Judd Apatow is commenting on the trend of streamers licensing content from rival studios.
It was recently announced that Warner Bros. Discovery struck a deal to license Sex and the City to Netflix. Apatow is now looking ahead at the implications that these types of deals might have in the industry in the years ahead.
“I’m of two minds. There’s a part of me that’s an audience member: I’ll go back and rewatch Deadwood or NYPD Blue or any of the David Milch shows. I understand why people like the comfort food of television,” Apatow told Vulture in a recent interview. “But it’s a scary thing as a creator of television, because of all the streamers going, ‘Wait a second. We don’t need to spend $200 million on a new show. We can just bring back Barnaby Jones.’ They’re going to do it, then you’ll get fewer new shows.”

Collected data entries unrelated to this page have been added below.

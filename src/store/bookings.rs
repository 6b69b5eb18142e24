use anyhow::Result;

use crate::model::{Booking, BookingStatus, Collection};
use crate::seed;
use crate::store::Store;

/// Court reservations. A booking starts `Pending` and an admin confirms or
/// cancels it. Dates and time slots are display strings compared verbatim;
/// slot uniqueness is a business rule the caller checks before creating,
/// via [`Bookings::slot_taken`].
pub struct Bookings<'a> {
    pub(super) store: &'a Store,
}

impl Bookings<'_> {
    pub fn all(&self) -> Result<Vec<Booking>> {
        self.store.kv().load(Collection::Bookings.key(), seed::bookings)
    }

    pub fn get(&self, id: &str) -> Result<Option<Booking>> {
        Ok(self.all()?.into_iter().find(|b| b.id == id))
    }

    pub fn save(&self, booking: &Booking) -> Result<Booking> {
        self.store.upsert(Collection::Bookings, self.all()?, booking)
    }

    pub fn delete(&self, id: &str) -> Result<bool> {
        self.store.remove(Collection::Bookings, self.all()?, id)
    }

    pub fn by_date(&self, date: &str) -> Result<Vec<Booking>> {
        self.filtered(|b| b.date == date)
    }

    pub fn by_student(&self, student_id: &str) -> Result<Vec<Booking>> {
        self.filtered(|b| b.student_id == student_id)
    }

    pub fn by_teacher(&self, teacher_id: &str) -> Result<Vec<Booking>> {
        self.filtered(|b| b.teacher_id == teacher_id)
    }

    /// Whether a (date, time, court) slot already holds a live booking.
    /// Cancelled bookings free their slot.
    pub fn slot_taken(&self, date: &str, time: &str, court: &str) -> Result<bool> {
        Ok(self.all()?.iter().any(|b| {
            b.date == date && b.time == time && b.court == court
                && b.status != BookingStatus::Cancelled
        }))
    }

    pub fn confirm(&self, id: &str) -> Result<Option<Booking>> {
        self.set_status(id, BookingStatus::Confirmed)
    }

    pub fn cancel(&self, id: &str) -> Result<Option<Booking>> {
        self.set_status(id, BookingStatus::Cancelled)
    }

    fn set_status(&self, id: &str, status: BookingStatus) -> Result<Option<Booking>> {
        let mut bookings = self.all()?;
        let Some(booking) = bookings.iter_mut().find(|b| b.id == id) else {
            return Ok(None);
        };
        booking.status = status;
        let updated = booking.clone();
        self.store.flush(Collection::Bookings, &bookings, id)?;
        Ok(Some(updated))
    }

    fn filtered(&self, keep: impl Fn(&Booking) -> bool) -> Result<Vec<Booking>> {
        Ok(self.all()?.into_iter().filter(|b| keep(b)).collect())
    }
}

He continued, “They realize, Oh wait, Netflix can just buy shows from HBO, and I would assume they’re cheaper than making new ones. Then at some point, Netflix will sell its shows to HBO, and it’ll just be passing around all the episodes of Ballers for the rest of our lives.”
The writer, director, and producer also gave insight into the industry’s future, noting that “there are these corporate behemoths and people from the tech world taking over creativity.”
“And for some of them — not all of them — their intentions are just eyeball time online,” he added. “I don’t know if they’re obsessed with quality filmmaking in the way other owners of these entities have been in the past. That’s why they started calling it “content.” All of a sudden, they diminished it as much as it possibly could be. I don’t think it would be that weird if you read something in the paper that Pornhub bought Paramount+.”
Apatow also said studios have to take big risks, like Donna Langley at Universal, who took a bet on Oppenheimer.
“Like, who would think that anyone cared about Oppenheimer like that? Oppenheimer is going to make almost $1 billion,” he said. “Like, is anyone talking about the inventor of the atom bomb in their lives? We don’t, but the people have to take big risks, and then you realize, No, people want to be challenged. They want smart movies. They want original cinematic experiences. You do need a comedy equivalent of that.”